Как видите, идея пресловутой «демифологизации» уже начинает овладевать массами и вот-вот станет материальной силой. В особенности, если учесть, что в хорошо пристрелянную мишень стали уже бить из тяжелых орудий. Я имею в виду не столько даже весомый научный авторитет М. Гаспарова, сколько всю систему его доказательств, гипнотизирующую девственное сознание рядового гуманитария несложным набором квазинаучной авгурской лексики: «Сложение текста», «Композиция текста», «Закрепление текста», «Метрическое сопровождение» и т. д.

Да, поэтика, конечно, не врет. Она, действительно, не умеет врать. Но произвольно, ложно, да и просто жульнически истолковать любой поэтический троп ничуть не труднее, чем фальсифицировать жизненный факт, изложенный мемуаристом.
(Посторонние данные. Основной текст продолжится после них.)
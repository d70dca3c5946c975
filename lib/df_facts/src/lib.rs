//! Translation of Dalvik bytecode into points-to analysis facts.
//!
//! Every method of a [`df_dex::Container`] is decoded instruction by
//! instruction into rows of named relations (see [`relations::Relation`]),
//! written to a [`sink::FactSink`]. Instructions are numbered from 1 in
//! their method and every entity is named after its method (see [`repr`]).
//!
//! Translation of one method never depends on another one: all the state
//! of multi-instruction idioms ([`patterns`]) and branch resolution
//! ([`addrmap`]) lives in a [`method::MethodWriter`]. What spans classes,
//! such as field declaring classes and phantom references, goes through
//! the [`hierarchy`] reporter once every class has been translated.
//!
//! ```rust
//! use df_facts::driver::{Driver, Options};
//! use df_facts::relations::Relation;
//! use df_facts::sink::MemorySink;
//!
//! let container = df_dex::Container::from_json(r#"{
//!     "methods": [{"class": "La/B;", "name": "run", "params": [], "return": "V"}],
//!     "classes": [{
//!         "class": "La/B;",
//!         "superclass": "Ljava/lang/Object;",
//!         "access_flags": 1,
//!         "methods": [{
//!             "method": 0,
//!             "access_flags": 9,
//!             "code": {"registers_size": 0, "instructions": [{"op": "return-void"}]}
//!         }]
//!     }]
//! }"#)?;
//! let sink = MemorySink::new();
//! let stats = Driver::new(&sink, Options::default()).run(&[container])?;
//! assert_eq!(stats.methods, 1);
//! assert_eq!(sink.count(Relation::ReturnVoid), 1);
//! # Ok::<(), Box<dyn std::error::Error>>(())
//! ```

pub mod addrmap;
pub mod class;
pub mod driver;
pub mod errors;
pub mod hierarchy;
pub mod method;
pub mod patterns;
pub mod relations;
pub mod repr;
pub mod signatures;
pub mod sink;
pub mod typeinfer;
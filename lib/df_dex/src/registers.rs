//! Types definitions to address Dalvik registers.
//!
//! In Dalvik bytecode, registers (or register pairs) are addressed either on 4, 8 or 16 bits.
//! The [register](Reg) wrapper over a 16 bits integer keeps registers apart from literal
//! operands in instruction definitions.
//!
//! Invocation arguments come either as an explicit [list](RegList) or as a
//! [range](RegRange) of consecutive slots; both expose the same register iterator.

use serde::Deserialize;
use std::fmt;

/// The register type.
#[derive(Debug, Clone, Copy, PartialEq, Eq, PartialOrd, Ord, Hash, Deserialize)]
#[serde(transparent)]
pub struct Reg(u16);

impl fmt::Display for Reg {
    fn fmt(&self, f: &mut fmt::Formatter) -> fmt::Result {
        write!(f, "v{}", self.0)
    }
}

impl From<u8> for Reg {
    fn from(r: u8) -> Self {
        Self(u16::from(r))
    }
}

impl From<u16> for Reg {
    fn from(r: u16) -> Self {
        Self(r)
    }
}

impl From<Reg> for u16 {
    fn from(r: Reg) -> Self {
        r.0
    }
}

impl Reg {
    /// Returns the wrapped register slot number.
    #[inline]
    #[must_use]
    pub const fn value(self) -> u16 {
        self.0
    }

    /// Returns the following register, second half of a register pair.
    #[inline]
    #[must_use]
    pub const fn next(self) -> Self {
        Self(self.0.saturating_add(1))
    }
}

/// An explicit list of registers, used for methods parameters.
#[derive(Debug, Clone, Default, Deserialize)]
#[serde(transparent)]
pub struct RegList(Vec<Reg>);

impl fmt::Display for RegList {
    fn fmt(&self, f: &mut fmt::Formatter) -> fmt::Result {
        write!(f, "{{")?;
        for (i, reg) in self.0.iter().enumerate() {
            if i > 0 {
                write!(f, ", ")?;
            }
            write!(f, "{reg}")?;
        }
        write!(f, "}}")
    }
}

impl<T> From<Vec<T>> for RegList
where
    Reg: From<T>,
{
    fn from(args: Vec<T>) -> Self {
        Self(args.into_iter().map(Reg::from).collect())
    }
}

impl RegList {
    /// Checks if the list contains no register.
    #[must_use]
    pub fn is_empty(&self) -> bool {
        self.0.is_empty()
    }

    #[must_use]
    pub fn len(&self) -> usize {
        self.0.len()
    }

    /// Returns a new iterator over the registers list.
    pub fn iter(&self) -> impl Iterator<Item = Reg> + '_ {
        self.0.iter().copied()
    }
}

/// A range of consecutive register slots, possibly empty.
#[derive(Debug, Clone, Copy, Deserialize)]
pub struct RegRange {
    first: Reg,
    count: u16,
}

impl fmt::Display for RegRange {
    fn fmt(&self, f: &mut fmt::Formatter) -> fmt::Result {
        if self.count == 0 {
            write!(f, "{{}}")
        } else {
            write!(
                f,
                "{{{} .. v{}}}",
                self.first,
                self.first.0.saturating_add(self.count - 1)
            )
        }
    }
}

impl RegRange {
    #[must_use]
    pub const fn new(first: Reg, count: u16) -> Self {
        Self { first, count }
    }

    /// Returns the first register of the range.
    #[inline]
    #[must_use]
    pub const fn first(&self) -> Reg {
        self.first
    }

    #[inline]
    #[must_use]
    pub const fn len(&self) -> usize {
        self.count as usize
    }

    #[inline]
    #[must_use]
    pub const fn is_empty(&self) -> bool {
        self.count == 0
    }

    /// Returns a new iterator over the register range. Slots past `v65535`
    /// are dropped.
    pub fn iter(&self) -> impl Iterator<Item = Reg> {
        let first = self.first.0;
        (0..self.count).map_while(move |i| first.checked_add(i).map(Reg))
    }
}

#[cfg(test)]
mod tests {
    use super::*;

    #[test]
    fn range_iteration() {
        let range = RegRange::new(Reg::from(4u16), 3);
        let regs: Vec<u16> = range.iter().map(Reg::value).collect();
        assert_eq!(regs, vec![4, 5, 6]);
        assert_eq!(format!("{range}"), "{v4 .. v6}");
        assert!(RegRange::new(Reg::from(2u16), 0).iter().next().is_none());
    }

    #[test]
    fn range_at_last_slot() {
        let range: RegRange = serde_json::from_str(r#"{"first": 65535, "count": 2}"#).unwrap();
        let regs: Vec<u16> = range.iter().map(Reg::value).collect();
        assert_eq!(regs, vec![65535]);
        assert_eq!(format!("{range}"), "{v65535 .. v65535}");
        assert_eq!(Reg::from(u16::MAX).next().value(), u16::MAX);
    }

    #[test]
    fn list_display() {
        let list = RegList::from(vec![1u16, 3u16]);
        assert_eq!(format!("{list}"), "{v1, v3}");
        assert_eq!(list.len(), 2);
    }
}
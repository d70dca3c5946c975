//! Main `dexfacts` binary command line arguments options.
//!
//! This module declares a function to build `clap` command line arguments
//! parser, so that it can be used from other places than the main binary,
//! such as from bash completion file generator.

use clap::{value_parser, Arg, ArgAction, Command};
use clap_complete::Shell;

const NAME: &str = env!("CARGO_PKG_NAME");
const VERSION: &str = env!("CARGO_PKG_VERSION");
const AUTHORS: &str = env!("CARGO_PKG_AUTHORS");
const DESCRIPTION: &str = env!("CARGO_PKG_DESCRIPTION");

fn arg_debug() -> Arg {
    Arg::new("debug")
        .short('d')
        .long("debug")
        .action(ArgAction::SetTrue)
        .help("Activate debug mode")
}

fn arg_verbose() -> Arg {
    Arg::new("verbose")
        .short('v')
        .long("verbose")
        .action(ArgAction::SetTrue)
        .help("Activate verbose mode")
}

fn arg_ecslog() -> Arg {
    Arg::new("ecslog")
        .short('e')
        .long("ecslog")
        .action(ArgAction::SetTrue)
        .help("Output logs in ECS format")
}

fn arg_input() -> Arg {
    Arg::new("input")
        .short('i')
        .long("input")
        .action(ArgAction::Append)
        .num_args(1..)
        .required(true)
        .help("Input container file(s)")
}

fn arg_output(help: &str) -> Arg {
    Arg::new("output")
        .short('o')
        .long("output")
        .action(ArgAction::Set)
        .help(help.to_string())
}

fn arg_filter_class() -> Arg {
    Arg::new("filter-class")
        .long("filter-class")
        .action(ArgAction::Set)
        .help("Class(es) regex filter")
}

fn arg_filter_method() -> Arg {
    Arg::new("filter-method")
        .long("filter-method")
        .action(ArgAction::Set)
        .help("Method(s) regex filter")
}

#[must_use]
pub fn dexfacts() -> Command {
    Command::new(NAME)
        .version(VERSION)
        .author(AUTHORS)
        .about(DESCRIPTION)
        .subcommand(disas())
        .subcommand(generate())
        .subcommand(
            Command::new("gen-completions")
                .about("Generates completions file")
                .arg(
                    Arg::new("shell")
                        .short('s')
                        .long("shell")
                        .action(ArgAction::Set)
                        .value_parser(value_parser!(Shell))
                        .required(true)
                        .help("Shell type for completion generation"),
                ),
        )
}

#[must_use]
pub fn disas() -> Command {
    Command::new("disas")
        .bin_name("df-disas")
        .version(VERSION)
        .author(AUTHORS)
        .about("Lists instructions with their fact index and address")
        .arg(arg_debug())
        .arg(arg_verbose())
        .arg(arg_ecslog())
        .arg(arg_input())
        .arg(arg_filter_class())
        .arg(arg_filter_method())
        .arg(
            Arg::new("no-color")
                .long("no-color")
                .action(ArgAction::SetTrue)
                .help("Disable colored output"),
        )
}

#[must_use]
pub fn generate() -> Command {
    Command::new("generate")
        .bin_name("df-generate")
        .version(VERSION)
        .author(AUTHORS)
        .about("Generates points-to analysis facts")
        .arg(arg_debug())
        .arg(arg_verbose())
        .arg(arg_ecslog())
        .arg(arg_input())
        .arg(arg_output("Output facts directory").required(true))
        .arg(arg_filter_class())
        .arg(
            Arg::new("cores")
                .short('j')
                .long("cores")
                .action(ArgAction::Set)
                .value_parser(value_parser!(usize))
                .help("Number of worker threads (default: available parallelism)"),
        )
        .arg(
            Arg::new("group-size")
                .long("group-size")
                .action(ArgAction::Set)
                .value_parser(value_parser!(usize))
                .default_value("80")
                .help("Number of classes translated in a row by one worker"),
        )
        .arg(
            Arg::new("fail-fast")
                .long("fail-fast")
                .action(ArgAction::SetTrue)
                .help("Abort after the first failing class group"),
        )
        .arg(
            Arg::new("app-regex")
                .long("app-regex")
                .action(ArgAction::Set)
                .help("Application classes regex (default: every class)"),
        )
        .arg(
            Arg::new("no-phantoms")
                .long("no-phantoms")
                .action(ArgAction::SetTrue)
                .help("Do not report phantom types, methods and fields"),
        )
        .arg(
            Arg::new("summary")
                .short('s')
                .long("summary")
                .action(ArgAction::Set)
                .help("Write a JSON run summary to the given file"),
        )
}
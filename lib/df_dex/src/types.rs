//! Dalvik type descriptors and method prototypes.

use crate::errors::{DexError, DexResult};
use serde::Deserialize;
use std::fmt;

/// Dalvik concrete type descriptor type.
#[derive(Debug, Clone, PartialEq, Eq, PartialOrd, Ord, Hash, Deserialize)]
#[serde(try_from = "String")]
pub enum Type {
    /// `void` type, only valid for return types.
    Void,
    /// `boolean` type.
    Boolean,
    /// `byte` type.
    Byte,
    /// `short` type.
    Short,
    /// `char` type.
    Char,
    /// `int` type.
    Int,
    /// `long` type.
    Long,
    /// `float` type.
    Float,
    /// `double` type.
    Double,
    /// Array of the given type descriptor, usable recursively for arrays of arrays,
    /// though it is invalid to have more than 255 dimensions.
    Array(usize, Box<Self>),
    /// Type of a fully-qualified class, in its slashed internal form.
    Class(String),
}

impl Type {
    /// Returns the java-like representation of the type, as found in facts
    /// (`Ljava/lang/String;` gives `java.lang.String`, `[[I` gives `int[][]`).
    /// Its result differs from the `Display` implementation, which produces
    /// strings in the Dalvik format.
    #[must_use]
    pub fn to_java_string(&self) -> String {
        match self {
            Self::Void => "void".to_string(),
            Self::Boolean => "boolean".to_string(),
            Self::Byte => "byte".to_string(),
            Self::Short => "short".to_string(),
            Self::Char => "char".to_string(),
            Self::Int => "int".to_string(),
            Self::Long => "long".to_string(),
            Self::Float => "float".to_string(),
            Self::Double => "double".to_string(),
            Self::Array(n, sub) => {
                let mut s = sub.to_java_string();
                for _ in 0..*n {
                    s.push_str("[]");
                }
                s
            }
            Self::Class(name) => name.replace('/', "."),
        }
    }

    pub fn as_class_name(&self) -> DexResult<&str> {
        if let Self::Class(name) = self {
            Ok(name)
        } else {
            Err(DexError::InvalidType)
        }
    }

    /// Checks if values of this type take a register pair.
    #[inline]
    #[must_use]
    pub const fn is_wide(&self) -> bool {
        matches!(self, Self::Long | Self::Double)
    }

    /// Number of registers holding a value of this type.
    #[inline]
    #[must_use]
    pub const fn reg_width(&self) -> usize {
        if self.is_wide() {
            2
        } else {
            1
        }
    }

    #[inline]
    #[must_use]
    pub const fn is_array(&self) -> bool {
        matches!(self, Self::Array(_, _))
    }

    #[inline]
    #[must_use]
    pub const fn is_reference(&self) -> bool {
        matches!(self, Self::Array(_, _) | Self::Class(_))
    }

    /// Returns the type of the elements of an array type, one dimension down.
    #[must_use]
    pub fn component_type(&self) -> Option<Self> {
        match self {
            Self::Array(1, inner) => Some(inner.as_ref().clone()),
            Self::Array(n, inner) => Some(Self::Array(n - 1, inner.clone())),
            _ => None,
        }
    }
}

impl fmt::Display for Type {
    fn fmt(&self, f: &mut fmt::Formatter) -> fmt::Result {
        match self {
            Self::Void => write!(f, "V"),
            Self::Boolean => write!(f, "Z"),
            Self::Byte => write!(f, "B"),
            Self::Short => write!(f, "S"),
            Self::Char => write!(f, "C"),
            Self::Int => write!(f, "I"),
            Self::Long => write!(f, "J"),
            Self::Float => write!(f, "F"),
            Self::Double => write!(f, "D"),
            Self::Array(n, inner) => {
                for _ in 0..*n {
                    write!(f, "[")?;
                }
                write!(f, "{inner}")
            }
            Self::Class(classname) => write!(f, "L{classname};"),
        }
    }
}

fn conversion_error(s: &str) -> DexError {
    DexError::Conversion {
        from: format!("&str ({s:?})"),
        to: "Type".to_string(),
    }
}

impl TryFrom<&str> for Type {
    type Error = DexError;

    fn try_from(s: &str) -> DexResult<Self> {
        if s == "V" {
            return Ok(Self::Void);
        }

        let dims = s.bytes().take_while(|b| *b == b'[').count();
        if dims >= s.len() || dims > 255 {
            return Err(conversion_error(s));
        }

        let t = match &s[dims..] {
            "Z" => Self::Boolean,
            "B" => Self::Byte,
            "S" => Self::Short,
            "C" => Self::Char,
            "I" => Self::Int,
            "J" => Self::Long,
            "F" => Self::Float,
            "D" => Self::Double,
            sub => match sub.strip_prefix('L').and_then(|c| c.strip_suffix(';')) {
                Some(name) if !name.is_empty() => Self::Class(name.to_string()),
                _ => return Err(conversion_error(s)),
            },
        };
        if dims == 0 {
            Ok(t)
        } else {
            Ok(Self::Array(dims, Box::new(t)))
        }
    }
}

impl TryFrom<String> for Type {
    type Error = DexError;

    fn try_from(s: String) -> DexResult<Self> {
        Self::try_from(s.as_str())
    }
}

/// A method prototype: parameters and return types.
#[derive(Debug, Clone, PartialEq, Eq, Hash, Deserialize)]
pub struct ProtoRef {
    params: Vec<Type>,
    #[serde(rename = "return")]
    ret: Type,
}

impl ProtoRef {
    #[must_use]
    pub const fn new(params: Vec<Type>, ret: Type) -> Self {
        Self { params, ret }
    }

    #[inline]
    #[must_use]
    pub fn params(&self) -> &[Type] {
        &self.params
    }

    #[inline]
    #[must_use]
    pub const fn return_type(&self) -> &Type {
        &self.ret
    }
}

#[cfg(test)]
mod tests {
    use super::*;

    #[test]
    fn descriptor_parsing() {
        assert_eq!(Type::try_from("I").unwrap(), Type::Int);
        assert_eq!(
            Type::try_from("Ljava/lang/String;").unwrap(),
            Type::Class("java/lang/String".to_string())
        );
        assert_eq!(
            Type::try_from("[[J").unwrap(),
            Type::Array(2, Box::new(Type::Long))
        );
        assert!(Type::try_from("").is_err());
        assert!(Type::try_from("[").is_err());
        assert!(Type::try_from("L;").is_err());
        assert!(Type::try_from("Q").is_err());
    }

    #[test]
    fn java_names() {
        let t = Type::try_from("[[Ljava/lang/String;").unwrap();
        assert_eq!(t.to_java_string(), "java.lang.String[][]");
        assert_eq!(format!("{t}"), "[[Ljava/lang/String;");
        assert_eq!(
            t.component_type().unwrap().to_java_string(),
            "java.lang.String[]"
        );
        assert_eq!(Type::Double.reg_width(), 2);
        assert_eq!(Type::Class("a/B".to_string()).reg_width(), 1);
    }
}
use clap::ArgMatches;
use clap_complete::{generate, Shell};
use dexfacts::prelude::*;
use dexfacts::{cli, df_disas, df_generate};
use std::io;

fn main() -> DfResult<()> {
    let args = cli::dexfacts().get_matches();

    match &args.subcommand() {
        Some(("disas", cmd_args)) => df_disas::run(cmd_args),
        Some(("generate", cmd_args)) => df_generate::run(cmd_args),
        Some(("gen-completions", sub_args)) => subcommand_gen_completions(sub_args),
        Some((subcommand, _)) => Err(DfError::BadArguments(format!(
            "unknown subcommand '{subcommand}'"
        ))),
        None => Err(DfError::BadArguments("missing subcommand".to_string())),
    }
}

fn subcommand_gen_completions(sub_args: &ArgMatches) -> DfResult<()> {
    let generator = *sub_args
        .get_one::<Shell>("shell")
        .ok_or_else(|| DfError::BadArguments("--shell needed".to_string()))?;
    let mut cmd = cli::dexfacts();
    let cmd_name = cmd.get_name().to_string();
    generate(generator, &mut cmd, cmd_name, &mut io::stdout());
    Ok(())
}
//! Encoded constant values, as found in static field initializers and
//! annotation elements.

use crate::annotations::Annotation;
use crate::fields::FieldRef;
use crate::methods::{MethodHandleRef, MethodRef};
use crate::types::{ProtoRef, Type};
use crate::Index;
use serde::Deserialize;

#[derive(Debug, Clone, Deserialize)]
#[serde(rename_all = "kebab-case")]
pub enum EncodedValue {
    Byte(i8),
    Short(i16),
    Char(u16),
    Int(i32),
    Long(i64),
    Float(f32),
    Double(f64),
    MethodType(Index<ProtoRef>),
    MethodHandle(Index<MethodHandleRef>),
    String(String),
    Type(Type),
    Field(Index<FieldRef>),
    Method(Index<MethodRef>),
    Enum(Index<FieldRef>),
    Array(Vec<EncodedValue>),
    Annotation(Annotation),
    Null,
    Boolean(bool),
}

impl EncodedValue {
    /// Checks if the value is one of the numeric kinds.
    #[must_use]
    pub const fn is_number(&self) -> bool {
        matches!(
            self,
            Self::Byte(_)
                | Self::Short(_)
                | Self::Int(_)
                | Self::Long(_)
                | Self::Float(_)
                | Self::Double(_)
        )
    }
}

#[cfg(test)]
mod tests {
    use super::*;

    #[test]
    fn json_values() {
        let values: Vec<EncodedValue> = serde_json::from_str(
            r#"[{"int": 3}, {"string": "x"}, {"type": "Ljava/io/IOException;"}, "null", {"array": [{"byte": -1}]}]"#,
        )
        .unwrap();
        assert!(values[0].is_number());
        assert!(matches!(&values[2], EncodedValue::Type(Type::Class(c)) if c == "java/io/IOException"));
        assert!(matches!(values[3], EncodedValue::Null));
        assert!(matches!(&values[4], EncodedValue::Array(a) if a.len() == 1));
    }
}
Пользуясь методом Жолковского, можно, например, совершенно неожиданным образом истолковать известное стихотворение Фета «На книжке стихотворений Тютчева», – то самое, которое кончается хрестоматийными строчками насчет того, что «эта книжка небольшая томов премногих тяжелей». Начинается оно так:

Вот наш патент на благородство, —

Его вручает нам поэт…

Заглянем в Даля, чтобы выяснить, какой смысл имело во времена Фета слово «патент».

Читаем:

...

Открытый лист; свидетельство от власти на чин, сан, званье, на ученую степень; грамота; свидетельство на дозволение кому-либо торговать чем-нибудь, напр, вином, табаком, на содержание трактира…

Простор для истолкования фетовских стихов открывается огромный. Основываясь на первом значении слова «патент» («свидетельство от власти начин, сан» и пр.), можно объявить Фета «продуктом» самодержавно-бюрократического строя. Основываясь на втором значении («свидетельство на дозволение торговать чем-либо»), – представить его «продуктом» торгового капитала. Но и в том и в другом случае – человеком, озабоченным «атрибутами престижа и официальным распределением благ» и нахально присвоившим себе права и прерогативы некоего «загробного патентного бюро». Ну, а если заглянуть в воспоминания Фета да прочесть там про то, какой ужас охватил Афанасия Афанасьевича, когда однажды ему померещилось, что у него пропала полковая печать, и какой восторг испытал он, когда злополучная печать нашлась:

...

…вдруг пальцы мои ткнулись позади шкатулки во что-то круглое. «Вот она!» – вскричал я громко.

Скажу откровенно, никакая улыбка фортуны не возбуждала во мне сильнейшей радости, чем эта находка.